Decades After I Came To Florida, I’m A Snowbird


This is the year. After living half my life in the North and half my life in the South, I have come to the conclusion that these snowbirds may be on to something. So, I’m going to try it out. And this is the year.

I stumbled upon snowbirdism by accident. When I moved to Florida, I was unfamiliar with the phenomenon because I was raised in Wisconsin and nobody ever leaves Wisconsin. People say it’s cold, but, as the wife of Green Bay Packers Quarterback Aaron Rodgers once said, “Do you not own a jacket?”

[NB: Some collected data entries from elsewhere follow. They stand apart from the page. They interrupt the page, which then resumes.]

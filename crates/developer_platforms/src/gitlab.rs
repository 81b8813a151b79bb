//! GitLab REST v4 provider.
//!
//! Lists open merge requests, their award emoji and their discussions. Every
//! list endpoint is paginated with `per_page=100` and followed through the
//! `x-next-page` response header until GitLab reports no further page.

use async_trait::async_trait;
use reqwest::{header, Client, Response};
use serde::de::DeserializeOwned;
use serde::Deserialize;
use tracing::{debug, error, instrument};

use crate::{
    errors::Error,
    models::{
        AcknowledgmentSignal, Discussion, Note, Platform, Project, ProjectRef, ReviewRequest,
        User,
    },
    ReviewRequestProvider,
};

#[cfg(test)]
#[path = "gitlab_tests.rs"]
mod tests;

/// Number of items requested per page.
const PAGE_SIZE: &str = "100";

#[derive(Debug, Deserialize)]
struct GitLabProject {
    name: String,
    web_url: String,
    avatar_url: Option<String>,
}

#[derive(Debug, Clone, Deserialize)]
struct GitLabUser {
    id: u64,
    username: String,
    #[serde(default)]
    name: String,
}

impl From<GitLabUser> for User {
    fn from(u: GitLabUser) -> Self {
        User {
            id: u.id,
            username: u.username,
            name: u.name,
        }
    }
}

#[derive(Debug, Deserialize)]
struct GitLabMergeRequest {
    iid: u64,
    title: String,
    web_url: String,
    #[serde(default)]
    draft: bool,
    #[serde(default)]
    work_in_progress: bool,
    author: GitLabUser,
    assignee: Option<GitLabUser>,
    reviewers: Option<Vec<GitLabUser>>,
}

impl From<GitLabMergeRequest> for ReviewRequest {
    fn from(mr: GitLabMergeRequest) -> Self {
        ReviewRequest {
            id: mr.iid,
            title: mr.title,
            url: mr.web_url,
            draft: mr.draft || mr.work_in_progress,
            author: mr.author.into(),
            assignee: mr.assignee.map(User::from),
            requested_reviewers: mr
                .reviewers
                .unwrap_or_default()
                .into_iter()
                .map(User::from)
                .collect(),
        }
    }
}

#[derive(Debug, Deserialize)]
struct GitLabAwardEmoji {
    name: String,
    user: GitLabUser,
}

#[derive(Debug, Deserialize)]
struct GitLabNote {
    #[serde(default)]
    resolvable: bool,
    resolved: Option<bool>,
}

#[derive(Debug, Deserialize)]
struct GitLabDiscussion {
    id: String,
    #[serde(default)]
    notes: Vec<GitLabNote>,
}

/// Provider backed by the GitLab REST API.
#[derive(Debug, Clone)]
pub struct GitLabProvider {
    client: Client,
    base_url: String,
}

impl GitLabProvider {
    /// Creates a provider for the given GitLab host.
    ///
    /// `host` is either a bare host name (`gitlab.com`), which is reached over
    /// HTTPS, or a full base URL such as `http://localhost:8080`.
    ///
    /// # Errors
    ///
    /// Returns `Error::AuthError` when the token cannot be used as a header
    /// value, and `Error::Transport` when the HTTP client cannot be built.
    ///
    /// # Example
    ///
    /// ```rust,no_run
    /// use review_bot_developer_platforms::gitlab::GitLabProvider;
    ///
    /// let provider = GitLabProvider::new("gitlab.com", "glpat-secret").unwrap();
    /// ```
    pub fn new(host: &str, token: &str) -> Result<Self, Error> {
        let mut headers = header::HeaderMap::new();
        if !token.is_empty() {
            let mut token_value = header::HeaderValue::from_str(token)
                .map_err(|_| Error::AuthError("Invalid token format".to_string()))?;
            token_value.set_sensitive(true);
            headers.insert("PRIVATE-TOKEN", token_value);
        }

        let client = Client::builder()
            .default_headers(headers)
            .build()
            .map_err(|e| Error::Transport(format!("Failed to build HTTP client: {}", e)))?;

        let host = host.trim_end_matches('/');
        let base_url = if host.contains("://") {
            format!("{}/api/v4", host)
        } else {
            format!("https://{}/api/v4", host)
        };

        Ok(Self { client, base_url })
    }

    fn api_url(&self, endpoint: &str) -> String {
        format!("{}{}", self.base_url, endpoint)
    }

    /// The URL segment GitLab uses to address a project.
    fn project_segment(project: &ProjectRef) -> Result<String, Error> {
        match project {
            ProjectRef::Id(id) => Ok(id.to_string()),
            ProjectRef::Path(path) => Ok(urlencoding::encode(path).into_owned()),
            ProjectRef::Repository { .. } => Err(Error::InvalidProjectRef(format!(
                "'{}' is a GitHub repository, GitLab needs a project ID or path",
                project
            ))),
        }
    }

    async fn check_status(response: Response, endpoint: &str) -> Result<Response, Error> {
        let status = response.status();
        if status.is_success() {
            return Ok(response);
        }

        let body = response.text().await.unwrap_or_default();
        error!(
            endpoint = endpoint,
            status = status.as_u16(),
            body = body,
            "GitLab request failed"
        );
        Err(Error::from_status(status.as_u16(), endpoint))
    }

    async fn get<T: DeserializeOwned>(&self, endpoint: &str) -> Result<T, Error> {
        let response = self.client.get(self.api_url(endpoint)).send().await?;
        let response = Self::check_status(response, endpoint).await?;
        response.json::<T>().await.map_err(|e| {
            error!(endpoint = endpoint, error = e.to_string(), "Failed to decode GitLab response");
            Error::InvalidResponse
        })
    }

    async fn get_all_pages<T: DeserializeOwned>(
        &self,
        endpoint: &str,
        query: &[(&str, &str)],
    ) -> Result<Vec<T>, Error> {
        let mut items = Vec::new();
        let mut page = "1".to_string();

        loop {
            let response = self
                .client
                .get(self.api_url(endpoint))
                .query(query)
                .query(&[("page", page.as_str()), ("per_page", PAGE_SIZE)])
                .send()
                .await?;
            let response = Self::check_status(response, endpoint).await?;

            let next_page = response
                .headers()
                .get("x-next-page")
                .and_then(|v| v.to_str().ok())
                .map(|s| s.trim().to_string())
                .filter(|s| !s.is_empty());

            let data = response.json::<Vec<T>>().await.map_err(|e| {
                error!(endpoint = endpoint, error = e.to_string(), "Failed to decode GitLab response");
                Error::InvalidResponse
            })?;
            items.extend(data);

            match next_page {
                Some(next) => page = next,
                None => break,
            }
        }

        debug!(endpoint = endpoint, count = items.len(), "Fetched all pages");
        Ok(items)
    }
}

#[async_trait]
impl ReviewRequestProvider for GitLabProvider {
    fn platform(&self) -> Platform {
        Platform::GitLab
    }

    #[instrument(skip(self))]
    async fn fetch_project_info(&self, project: &ProjectRef) -> Result<Project, Error> {
        let endpoint = format!("/projects/{}", Self::project_segment(project)?);
        let p: GitLabProject = self.get(&endpoint).await?;

        Ok(Project {
            name: p.name,
            web_url: p.web_url,
            avatar_url: p.avatar_url,
        })
    }

    #[instrument(skip(self))]
    async fn fetch_open_requests(&self, project: &ProjectRef) -> Result<Vec<ReviewRequest>, Error> {
        let endpoint = format!("/projects/{}/merge_requests", Self::project_segment(project)?);
        let merge_requests: Vec<GitLabMergeRequest> = self
            .get_all_pages(&endpoint, &[("state", "opened")])
            .await?;

        Ok(merge_requests.into_iter().map(ReviewRequest::from).collect())
    }

    #[instrument(skip(self, request), fields(request = request.id))]
    async fn fetch_acknowledgment_signals(
        &self,
        project: &ProjectRef,
        request: &ReviewRequest,
    ) -> Result<Vec<AcknowledgmentSignal>, Error> {
        let endpoint = format!(
            "/projects/{}/merge_requests/{}/award_emoji",
            Self::project_segment(project)?,
            request.id
        );
        let emojis: Vec<GitLabAwardEmoji> = self.get_all_pages(&endpoint, &[]).await?;

        Ok(emojis
            .into_iter()
            .map(|e| AcknowledgmentSignal::Reaction {
                name: e.name,
                user: e.user.into(),
            })
            .collect())
    }

    #[instrument(skip(self, request), fields(request = request.id))]
    async fn fetch_discussions(
        &self,
        project: &ProjectRef,
        request: &ReviewRequest,
    ) -> Result<Vec<Discussion>, Error> {
        let endpoint = format!(
            "/projects/{}/merge_requests/{}/discussions",
            Self::project_segment(project)?,
            request.id
        );
        let discussions: Vec<GitLabDiscussion> = self.get_all_pages(&endpoint, &[]).await?;

        Ok(discussions
            .into_iter()
            .map(|d| Discussion {
                id: d.id,
                notes: d
                    .notes
                    .into_iter()
                    .map(|n| Note {
                        resolvable: n.resolvable,
                        resolved: n.resolved.unwrap_or(false),
                    })
                    .collect(),
            })
            .collect())
    }
}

I ended up in Florida accidentally when my first husband, a New Yorker, asked if I wanted to come here. (New Yorkers spend a lot of time in Florida when you compare them to Wisconsinites.) Anyway, I thought he meant for a vacation, and that is what he was hoping I thought he meant. And it’s not as if I had belongings. I was 22. So I packed my little suitcase and off I went.

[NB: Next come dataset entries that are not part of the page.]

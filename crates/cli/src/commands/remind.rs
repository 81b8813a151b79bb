use std::path::PathBuf;

use clap::Args;
use review_bot_core::config::{IdentityKey, ReminderConfig};
use review_bot_core::registry::ReviewerRegistry;
use review_bot_core::render::MessageTemplate;
use review_bot_core::ReviewBot;
use review_bot_developer_platforms::chat::{ChatNotifier, WebhookNotifier};
use review_bot_developer_platforms::github::{create_token_client, GitHubProvider};
use review_bot_developer_platforms::gitlab::GitLabProvider;
use review_bot_developer_platforms::models::{Platform, ProjectRef};
use review_bot_developer_platforms::ReviewRequestProvider;
use tracing::{debug, info, instrument};

use crate::config::{get_config_path, AppConfig};
use crate::errors::CliError;

#[cfg(test)]
#[path = "remind_tests.rs"]
mod tests;

/// Arguments for the remind command
#[derive(Args, Debug, Default)]
pub struct RemindArgs {
    /// Host name or base URL (e.g. github.com, gitlab.com or a self-hosted GitLab)
    #[arg(long)]
    pub host: Option<String>,

    /// Platform behind the host (gitlab, github), detected from the host by default
    #[arg(long)]
    pub platform: Option<String>,

    /// Host API token
    #[arg(long, env = "REVIEW_BOT_TOKEN", hide_env_values = true)]
    pub token: Option<String>,

    /// GitLab project ID or path, or GitHub repository (format: 'owner/repo')
    #[arg(short, long)]
    pub project: String,

    /// Path to the reviewers file
    #[arg(short, long)]
    pub reviewers: Option<String>,

    /// Path to the template file
    #[arg(long)]
    pub template: Option<String>,

    /// Slack or Mattermost webhook URL
    #[arg(long)]
    pub webhook: Option<String>,

    /// Channel (e.g. MyChannel) or user (e.g. @AnyUser) to post to
    #[arg(long)]
    pub channel: Option<String>,

    /// How users are matched against the reviewers file (id, username)
    #[arg(long)]
    pub identity_key: Option<String>,

    /// Only remind about requests without open discussions
    #[arg(long)]
    pub skip_open_discussions: bool,

    /// Alternate config file
    #[arg(short, long)]
    pub config: Option<String>,
}

/// Everything one reminder run needs, after merging the command line over
/// the configuration file.
#[derive(Debug, PartialEq)]
pub struct RunSettings {
    pub platform: Platform,
    pub host: String,
    pub token: String,
    pub project: ProjectRef,
    pub reviewers: PathBuf,
    pub template: Option<PathBuf>,
    pub webhook: Option<String>,
    pub channel: String,
    pub username: String,
    pub reminder: ReminderConfig,
}

impl RunSettings {
    /// Merges `args` over `config`. Command line values win.
    ///
    /// # Errors
    ///
    /// `InvalidArguments` for an unknown platform or identity key, a project
    /// reference that does not fit the platform, or a channel without a
    /// webhook.
    pub fn resolve(args: RemindArgs, config: AppConfig) -> Result<Self, CliError> {
        let host = args.host.unwrap_or(config.platform.host.clone());

        let platform = match args.platform.as_deref() {
            Some(name) => parse_platform(name)?,
            None => config
                .platform
                .kind
                .unwrap_or_else(|| crate::config::detect_platform(&host)),
        };

        let identity_key = match args.identity_key.as_deref() {
            Some(key) => key
                .parse::<IdentityKey>()
                .map_err(|e| CliError::InvalidArguments(e.to_string()))?,
            None => config
                .platform
                .identity_key
                .unwrap_or_else(|| IdentityKey::default_for(platform)),
        };

        let project = ProjectRef::parse(platform, &args.project)?;

        let webhook = args.webhook.or(config.chat.webhook);
        let channel = args.channel.or(config.chat.channel).unwrap_or_default();
        if webhook.is_none() && !channel.is_empty() {
            return Err(CliError::InvalidArguments(format!(
                "Channel '{}' given without a webhook URL",
                channel
            )));
        }

        Ok(Self {
            platform,
            host,
            token: args.token.unwrap_or_default(),
            project,
            reviewers: PathBuf::from(args.reviewers.unwrap_or(config.reminder.reviewers)),
            template: args
                .template
                .or(config.reminder.template)
                .map(PathBuf::from),
            webhook,
            channel,
            username: config.chat.username,
            reminder: ReminderConfig {
                identity_key,
                skip_open_discussions: args.skip_open_discussions
                    || config.reminder.skip_open_discussions,
            },
        })
    }
}

fn parse_platform(name: &str) -> Result<Platform, CliError> {
    match name.trim().to_ascii_lowercase().as_str() {
        "gitlab" => Ok(Platform::GitLab),
        "github" => Ok(Platform::GitHub),
        other => Err(CliError::InvalidArguments(format!(
            "Unknown platform '{}', expected 'gitlab' or 'github'",
            other
        ))),
    }
}

/// Loads the configuration file, if there is one.
///
/// An explicitly named file has to exist. Without a name the default file in
/// the current directory is used when present.
fn load_config(path: Option<&str>) -> Result<AppConfig, CliError> {
    let config_path = get_config_path(path);

    if path.is_none() && !config_path.exists() {
        debug!("No configuration file at {:?}, using defaults", config_path);
        return Ok(AppConfig::default());
    }

    Ok(AppConfig::load(&config_path)?)
}

/// Execute the remind command
///
/// Prints the reminder to stdout and posts it to the webhook when one is
/// configured. Nothing is printed or posted when there is nothing to remind
/// about.
#[instrument(skip(args))]
pub async fn execute(args: RemindArgs) -> Result<(), CliError> {
    let config = load_config(args.config.as_deref())?;
    let settings = RunSettings::resolve(args, config)?;

    info!(
        platform = %settings.platform,
        host = settings.host.as_str(),
        project = %settings.project,
        "Collecting reminders"
    );

    let registry = ReviewerRegistry::load(&settings.reviewers)?;
    let template = match &settings.template {
        Some(path) => MessageTemplate::load(path, settings.platform)?,
        None => MessageTemplate::default_for(settings.platform),
    };

    let message = match settings.platform {
        Platform::GitLab => {
            let provider = GitLabProvider::new(&settings.host, &settings.token)?;
            remind(provider, registry, template, &settings).await?
        }
        Platform::GitHub => {
            let client = create_token_client(&settings.host, &settings.token)?;
            remind(GitHubProvider::new(client), registry, template, &settings).await?
        }
    };

    let Some(message) = message else {
        info!(project = %settings.project, "Nothing to remind about");
        return Ok(());
    };

    println!("{}", message);

    if let Some(webhook) = &settings.webhook {
        let notifier = WebhookNotifier::new(webhook).with_username(&settings.username);
        deliver(&notifier, &settings.channel, &message).await?;
    }

    Ok(())
}

async fn remind<P: ReviewRequestProvider + std::fmt::Debug>(
    provider: P,
    registry: ReviewerRegistry,
    template: MessageTemplate,
    settings: &RunSettings,
) -> Result<Option<String>, CliError> {
    let bot = ReviewBot::with_config(provider, registry, settings.reminder).with_template(template);
    Ok(bot.remind(&settings.project).await?)
}

async fn deliver<N: ChatNotifier>(notifier: &N, channel: &str, message: &str) -> Result<(), CliError> {
    notifier.send(channel, message).await?;
    info!(channel = channel, "Reminder delivered");
    Ok(())
}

Then came work and kids and, once the kids arrived, they had friends they were not willing to leave, even though I had a husband whom I was leaving. So I ended up in Florida for most of my life. Turns out there are nice things in Florida, in addition to the weather. I am speaking, of course, of Walt Disney World and its resident discount. The kids had their friends, and I had Mickey Mouse.

But then one of the kids produced grandchildren and, in order that those grandchildren were able to identify all the Disney characters at a glance and were able to spell “supercalifragilisticexpialidocious” by age 4, I moved back North to be near them.

The winters didn’t seem as cold anymore (they certainly weren’t as damp as in the South) but suddenly I had a new enemy — ice. The first time I slipped, I caught myself just before going splat on the concrete steps. I thought, “Hey! I could do some real damage here.”

And the snowbird idea was born. Well, the idea of spending winters in the South was first invented by rich New Yorkers whose lead was quickly followed by birds themselves.

At any rate, having spent most of my adult life surrounded by people who earn pots of money up North and then spend some of that money getting to the South, I have decided that’s the way to do things. The only difference is, I don’t have pots of money. I screwed up that part. But it turns out the sun shines brightest on the most disadvantaged, as evidenced by the awesome tans on hitchhikers.

Long story short, I am here now and, come spring, I will pack my little suitcase and be gone again. I’ll do that for as long as it makes sense to do it.

Worst case scenario — the money runs out. And if that happens, I’ll get me one awesome tan.